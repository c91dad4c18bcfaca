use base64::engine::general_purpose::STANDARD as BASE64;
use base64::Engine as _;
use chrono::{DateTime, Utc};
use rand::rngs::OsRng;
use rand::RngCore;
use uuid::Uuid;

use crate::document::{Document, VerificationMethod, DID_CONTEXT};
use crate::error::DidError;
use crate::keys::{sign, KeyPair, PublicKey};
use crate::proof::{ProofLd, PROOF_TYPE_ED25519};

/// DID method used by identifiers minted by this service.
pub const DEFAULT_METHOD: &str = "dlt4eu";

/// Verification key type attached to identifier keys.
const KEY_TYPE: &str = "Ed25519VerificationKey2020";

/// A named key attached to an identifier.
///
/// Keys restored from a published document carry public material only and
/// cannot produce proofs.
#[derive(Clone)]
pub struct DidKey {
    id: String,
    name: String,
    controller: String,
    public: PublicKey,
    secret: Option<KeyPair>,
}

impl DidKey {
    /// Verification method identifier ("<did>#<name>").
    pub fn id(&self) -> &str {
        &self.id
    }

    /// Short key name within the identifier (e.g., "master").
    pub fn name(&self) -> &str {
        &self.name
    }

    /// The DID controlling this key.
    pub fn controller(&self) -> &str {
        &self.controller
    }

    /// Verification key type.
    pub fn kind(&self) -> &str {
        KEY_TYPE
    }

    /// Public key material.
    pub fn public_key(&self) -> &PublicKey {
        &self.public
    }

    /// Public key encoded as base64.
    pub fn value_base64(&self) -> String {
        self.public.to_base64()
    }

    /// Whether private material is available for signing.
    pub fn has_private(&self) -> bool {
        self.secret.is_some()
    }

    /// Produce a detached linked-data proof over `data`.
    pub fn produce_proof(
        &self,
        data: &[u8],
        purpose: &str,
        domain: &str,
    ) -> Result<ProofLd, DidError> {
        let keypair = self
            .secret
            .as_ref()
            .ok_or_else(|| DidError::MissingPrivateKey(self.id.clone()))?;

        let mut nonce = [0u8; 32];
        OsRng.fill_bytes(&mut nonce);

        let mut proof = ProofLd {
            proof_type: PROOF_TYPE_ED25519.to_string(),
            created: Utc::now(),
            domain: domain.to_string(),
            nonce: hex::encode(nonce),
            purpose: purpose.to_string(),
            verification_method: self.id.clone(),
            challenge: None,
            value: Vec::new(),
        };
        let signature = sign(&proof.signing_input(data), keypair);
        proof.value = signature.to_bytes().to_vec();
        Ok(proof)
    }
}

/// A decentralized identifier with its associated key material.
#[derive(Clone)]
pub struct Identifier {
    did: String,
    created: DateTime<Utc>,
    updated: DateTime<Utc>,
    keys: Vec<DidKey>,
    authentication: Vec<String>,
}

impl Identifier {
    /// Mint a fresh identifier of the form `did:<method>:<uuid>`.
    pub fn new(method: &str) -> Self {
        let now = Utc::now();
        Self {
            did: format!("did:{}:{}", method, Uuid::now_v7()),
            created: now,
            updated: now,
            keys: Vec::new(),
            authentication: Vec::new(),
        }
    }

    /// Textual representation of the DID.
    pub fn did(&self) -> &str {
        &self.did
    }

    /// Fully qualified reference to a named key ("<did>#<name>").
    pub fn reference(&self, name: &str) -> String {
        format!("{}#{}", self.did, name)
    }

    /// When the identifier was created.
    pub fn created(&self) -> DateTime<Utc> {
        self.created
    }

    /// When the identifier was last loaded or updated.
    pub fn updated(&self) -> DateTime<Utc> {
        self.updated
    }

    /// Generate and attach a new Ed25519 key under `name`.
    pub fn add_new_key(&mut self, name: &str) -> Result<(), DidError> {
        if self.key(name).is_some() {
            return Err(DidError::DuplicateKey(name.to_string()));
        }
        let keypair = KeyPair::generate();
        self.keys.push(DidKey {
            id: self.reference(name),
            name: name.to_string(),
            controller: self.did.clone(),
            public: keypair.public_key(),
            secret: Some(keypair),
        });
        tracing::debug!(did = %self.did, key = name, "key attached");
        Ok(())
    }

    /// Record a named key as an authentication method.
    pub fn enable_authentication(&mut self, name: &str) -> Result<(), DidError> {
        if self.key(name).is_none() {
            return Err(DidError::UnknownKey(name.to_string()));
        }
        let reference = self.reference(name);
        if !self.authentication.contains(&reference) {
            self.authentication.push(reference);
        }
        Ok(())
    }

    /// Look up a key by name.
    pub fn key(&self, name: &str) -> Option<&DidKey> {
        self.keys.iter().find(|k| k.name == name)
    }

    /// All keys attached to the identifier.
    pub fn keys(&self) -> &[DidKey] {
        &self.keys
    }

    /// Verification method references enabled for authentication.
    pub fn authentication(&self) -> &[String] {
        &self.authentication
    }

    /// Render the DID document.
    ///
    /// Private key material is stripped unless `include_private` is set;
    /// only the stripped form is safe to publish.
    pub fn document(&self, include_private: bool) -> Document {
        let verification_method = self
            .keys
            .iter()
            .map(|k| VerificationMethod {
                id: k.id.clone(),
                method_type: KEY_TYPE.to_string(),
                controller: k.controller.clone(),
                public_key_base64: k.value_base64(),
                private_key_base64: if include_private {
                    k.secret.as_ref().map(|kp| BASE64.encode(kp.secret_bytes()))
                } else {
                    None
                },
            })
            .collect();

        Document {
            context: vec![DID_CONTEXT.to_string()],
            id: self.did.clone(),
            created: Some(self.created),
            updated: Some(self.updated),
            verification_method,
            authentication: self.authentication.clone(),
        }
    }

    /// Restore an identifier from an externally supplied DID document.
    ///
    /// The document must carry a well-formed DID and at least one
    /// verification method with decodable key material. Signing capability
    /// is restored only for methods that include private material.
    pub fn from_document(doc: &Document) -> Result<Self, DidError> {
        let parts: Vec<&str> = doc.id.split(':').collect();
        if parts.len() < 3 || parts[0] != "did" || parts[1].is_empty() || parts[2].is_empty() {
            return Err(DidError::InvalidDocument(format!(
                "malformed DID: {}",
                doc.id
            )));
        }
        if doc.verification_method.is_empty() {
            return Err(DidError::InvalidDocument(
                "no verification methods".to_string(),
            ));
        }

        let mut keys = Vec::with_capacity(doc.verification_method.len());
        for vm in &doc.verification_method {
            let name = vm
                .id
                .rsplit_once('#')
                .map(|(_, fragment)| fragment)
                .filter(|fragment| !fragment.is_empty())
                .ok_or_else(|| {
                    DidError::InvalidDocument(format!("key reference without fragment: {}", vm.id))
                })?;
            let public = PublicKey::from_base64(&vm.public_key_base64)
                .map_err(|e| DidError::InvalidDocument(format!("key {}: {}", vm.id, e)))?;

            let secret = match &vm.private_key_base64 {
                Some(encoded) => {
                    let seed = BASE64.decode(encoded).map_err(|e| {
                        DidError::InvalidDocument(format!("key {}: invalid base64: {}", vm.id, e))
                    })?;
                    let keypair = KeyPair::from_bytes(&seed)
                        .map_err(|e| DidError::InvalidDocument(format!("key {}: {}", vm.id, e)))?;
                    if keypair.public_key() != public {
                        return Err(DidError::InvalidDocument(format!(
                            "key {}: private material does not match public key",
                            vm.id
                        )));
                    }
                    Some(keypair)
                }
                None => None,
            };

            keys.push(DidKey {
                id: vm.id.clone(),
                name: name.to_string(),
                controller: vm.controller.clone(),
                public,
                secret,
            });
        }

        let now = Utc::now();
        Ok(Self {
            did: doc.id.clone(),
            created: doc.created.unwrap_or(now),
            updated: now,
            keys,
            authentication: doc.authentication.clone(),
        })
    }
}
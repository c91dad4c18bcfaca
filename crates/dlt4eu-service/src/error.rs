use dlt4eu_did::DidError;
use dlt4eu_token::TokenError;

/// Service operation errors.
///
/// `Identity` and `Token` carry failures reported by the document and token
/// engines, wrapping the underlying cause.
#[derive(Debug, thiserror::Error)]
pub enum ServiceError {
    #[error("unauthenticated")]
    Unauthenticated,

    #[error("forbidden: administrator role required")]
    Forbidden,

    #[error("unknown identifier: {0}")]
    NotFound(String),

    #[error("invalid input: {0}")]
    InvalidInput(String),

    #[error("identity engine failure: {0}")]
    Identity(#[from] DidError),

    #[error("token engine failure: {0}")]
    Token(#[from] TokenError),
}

○ ○ ○ ○

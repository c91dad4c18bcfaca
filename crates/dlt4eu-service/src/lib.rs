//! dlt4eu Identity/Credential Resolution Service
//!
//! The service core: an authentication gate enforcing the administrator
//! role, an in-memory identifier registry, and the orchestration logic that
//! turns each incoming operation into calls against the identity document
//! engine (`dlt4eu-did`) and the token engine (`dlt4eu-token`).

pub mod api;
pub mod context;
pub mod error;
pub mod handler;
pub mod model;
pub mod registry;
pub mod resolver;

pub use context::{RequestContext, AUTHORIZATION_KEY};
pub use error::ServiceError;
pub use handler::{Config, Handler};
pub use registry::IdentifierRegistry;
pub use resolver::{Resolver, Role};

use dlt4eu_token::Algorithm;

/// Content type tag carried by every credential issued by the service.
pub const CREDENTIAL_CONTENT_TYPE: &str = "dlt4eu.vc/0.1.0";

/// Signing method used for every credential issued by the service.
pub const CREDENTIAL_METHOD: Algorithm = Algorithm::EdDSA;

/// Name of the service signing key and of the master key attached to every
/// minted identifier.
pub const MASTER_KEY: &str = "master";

○ ○ ○ ○

**Task details:**
Look through the records and copy every line that has the word "encoded".

**Answer section:**
    /// Public key encoded as base64.
                Some(encoded) => {
                    let seed = BASE64.decode(encoded).map_err(|e| {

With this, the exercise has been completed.